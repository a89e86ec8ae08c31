use serde::{Deserialize, Serialize};
use strum::{AsRefStr, Display};

/// Fields of an assessment that stay editable after marks are entered
pub const EDITABLE_AFTER_MARKS: [&str; 3] = ["description", "scheduledDate", "submissionDeadline"];

/// Where an assessment is in its marking lifecycle
#[derive(Debug, Clone, Copy, PartialEq, Eq, Serialize, Deserialize, Display, AsRefStr)]
#[serde(rename_all = "SCREAMING_SNAKE_CASE")]
#[strum(serialize_all = "SCREAMING_SNAKE_CASE")]
pub enum AssessmentState {
    /// No marks yet; structure may change freely
    Open,
    /// Marks exist; structure is locked
    MarksEntered,
    /// Marks are locked against further entry
    Finalized,
}

impl AssessmentState {
    pub fn derive(is_marks_finalized: bool, marks_count: u64) -> Self {
        match (is_marks_finalized, marks_count) {
            (true, _) => Self::Finalized,
            (false, 0) => Self::Open,
            (false, _) => Self::MarksEntered,
        }
    }

    /// Whether the structural fields (max marks, type, CLO allocations) may change
    pub fn structure_editable(self) -> bool {
        self == Self::Open
    }

    pub fn accepts_marks(self) -> bool {
        self != Self::Finalized
    }

    pub fn can_finalize(self) -> bool {
        self != Self::Finalized
    }
}
use sea_orm::entity::prelude::*;
use serde::{Deserialize, Serialize};

#[derive(Clone, Debug, PartialEq, DeriveEntityModel, Serialize, Deserialize)]
#[sea_orm(table_name = "assessments")]
#[serde(rename_all = "camelCase")]
pub struct Model {
    #[sea_orm(primary_key, auto_increment = false)]
    pub id: Uuid,
    pub course_id: Uuid,
    /// Faculty who created the assessment and owns its structure
    pub faculty_id: Uuid,
    pub title: String,
    #[sea_orm(column_type = "Text", nullable)]
    pub description: Option<String>,
    pub max_marks: f64,
    pub weightage: f64,
    pub assessment_type: String,
    pub mode: Option<String>,
    pub sub_type: Option<String>,
    pub semester: i32,
    pub year: i32,
    pub scheduled_date: Option<DateTimeUtc>,
    pub submission_deadline: Option<DateTimeUtc>,
    pub is_active: bool,
    pub is_marks_finalized: bool,
    pub marks_finalized_at: Option<DateTimeUtc>,
    pub marks_finalized_by_id: Option<Uuid>,
    pub created_at: DateTimeUtc,
    pub updated_at: DateTimeUtc,
}

#[derive(Copy, Clone, Debug, EnumIter, DeriveRelation)]
pub enum Relation {
    #[sea_orm(
        belongs_to = "super::course::Entity",
        from = "Column::CourseId",
        to = "super::course::Column::Id"
    )]
    Course,
    #[sea_orm(
        belongs_to = "super::faculty::Entity",
        from = "Column::FacultyId",
        to = "super::faculty::Column::Id"
    )]
    Faculty,
    #[sea_orm(has_many = "super::assessment_clo::Entity")]
    AssessmentClos,
    #[sea_orm(has_many = "super::mark::Entity")]
    Marks,
}

impl Related<super::course::Entity> for Entity {
    fn to() -> RelationDef {
        Relation::Course.def()
    }
}

impl Related<super::faculty::Entity> for Entity {
    fn to() -> RelationDef {
        Relation::Faculty.def()
    }
}

impl Related<super::assessment_clo::Entity> for Entity {
    fn to() -> RelationDef {
        Relation::AssessmentClos.def()
    }
}

impl Related<super::mark::Entity> for Entity {
    fn to() -> RelationDef {
        Relation::Marks.def()
    }
}

impl ActiveModelBehavior for ActiveModel {}
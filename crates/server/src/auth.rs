use crate::{error::ApiError, state::AppState};
use axum::{extract::FromRequestParts, http::request::Parts};
use database::{ServiceError, services::access::Principal};
use log::debug;
use tower_oauth2_resource_server::claims::DefaultClaims;
use uuid::Uuid;

/// The authenticated caller behind a verified bearer token.
///
/// The token subject is the user id; inactive or unknown users are
/// rejected before any handler runs.
pub struct Caller(pub Principal);

impl FromRequestParts<AppState> for Caller {
    type Rejection = ApiError;

    async fn from_request_parts(
        parts: &mut Parts,
        state: &AppState,
    ) -> Result<Self, Self::Rejection> {
        let subject = parts
            .extensions
            .get::<DefaultClaims>()
            .and_then(|claims| claims.sub.as_deref())
            .ok_or(ServiceError::Unauthenticated)?;

        let user_id = Uuid::parse_str(subject).map_err(|_| {
            debug!("Token subject {subject} is not a user id");
            ServiceError::Unauthenticated
        })?;

        Ok(Self(Principal::resolve(&state.db, user_id).await?))
    }
}
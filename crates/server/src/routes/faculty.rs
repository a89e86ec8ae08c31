use crate::{
    auth::Caller,
    dtos::ResponseEnvelope,
    error::{ApiResponse, ApiResult},
    state::AppState,
};
use axum::{
    Router,
    extract::State,
    routing::get,
};
use database::services::faculty::{
    CurrentAssignments, FacultyProfile, FacultyService, TeachingAssignment,
};

pub fn router() -> Router<AppState> {
    Router::new()
        .route("/profile", get(profile))
        .route("/assignments", get(all_assignments))
        .route("/assignments/current", get(current_assignments))
}

/// The caller's faculty profile with every assignment
#[utoipa::path(
    get,
    path = "/api/faculty/profile",
    responses(
        (status = 200, description = "Faculty profile", body = ResponseEnvelope),
        (status = 404, description = "No faculty profile for this user", body = ResponseEnvelope)
    ),
    security(("jwt" = [])),
    tag = "Faculty"
)]
pub async fn profile(
    State(state): State<AppState>,
    Caller(caller): Caller,
) -> ApiResult<FacultyProfile> {
    Ok(ApiResponse::ok(
        FacultyService::profile(&state.db, &caller).await?,
    ))
}

/// Assignments for the term containing today, with each course's CLOs
#[utoipa::path(
    get,
    path = "/api/faculty/assignments/current",
    responses(
        (status = 200, description = "Current-term assignments", body = ResponseEnvelope),
        (status = 404, description = "No faculty profile for this user", body = ResponseEnvelope)
    ),
    security(("jwt" = [])),
    tag = "Faculty"
)]
pub async fn current_assignments(
    State(state): State<AppState>,
    Caller(caller): Caller,
) -> ApiResult<CurrentAssignments> {
    Ok(ApiResponse::ok(
        FacultyService::current_assignments(&state.db, &caller).await?,
    ))
}

#[utoipa::path(
    get,
    path = "/api/faculty/assignments",
    responses(
        (status = 200, description = "Every assignment, newest year first", body = ResponseEnvelope),
        (status = 404, description = "No faculty profile for this user", body = ResponseEnvelope)
    ),
    security(("jwt" = [])),
    tag = "Faculty"
)]
pub async fn all_assignments(
    State(state): State<AppState>,
    Caller(caller): Caller,
) -> ApiResult<Vec<TeachingAssignment>> {
    Ok(ApiResponse::ok(
        FacultyService::all_assignments(&state.db, &caller).await?,
    ))
}
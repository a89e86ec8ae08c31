use sea_orm::entity::prelude::*;
use serde::{Deserialize, Serialize};

#[derive(Clone, Debug, PartialEq, DeriveEntityModel, Serialize, Deserialize)]
#[sea_orm(table_name = "students")]
#[serde(rename_all = "camelCase")]
pub struct Model {
    #[sea_orm(primary_key, auto_increment = false)]
    pub id: Uuid,
    pub user_id: Uuid,
    #[sea_orm(unique)]
    pub roll_number: String,
    pub admission_year: i32,
    pub current_semester: i32,
    pub department_id: Option<Uuid>,
    pub created_at: DateTimeUtc,
}

#[derive(Copy, Clone, Debug, EnumIter, DeriveRelation)]
pub enum Relation {
    #[sea_orm(
        belongs_to = "super::user::Entity",
        from = "Column::UserId",
        to = "super::user::Column::Id"
    )]
    User,
    #[sea_orm(has_many = "super::student_course_enrollment::Entity")]
    Enrollments,
    #[sea_orm(has_many = "super::mark::Entity")]
    Marks,
}

impl Related<super::user::Entity> for Entity {
    fn to() -> RelationDef {
        Relation::User.def()
    }
}

impl Related<super::student_course_enrollment::Entity> for Entity {
    fn to() -> RelationDef {
        Relation::Enrollments.def()
    }
}

impl Related<super::mark::Entity> for Entity {
    fn to() -> RelationDef {
        Relation::Marks.def()
    }
}

impl ActiveModelBehavior for ActiveModel {}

········

Wherever the string "FromRequestParts" appears in a line of the records, copy that line.

use axum::{extract::FromRequestParts, http::request::Parts};
impl FromRequestParts<AppState> for Caller {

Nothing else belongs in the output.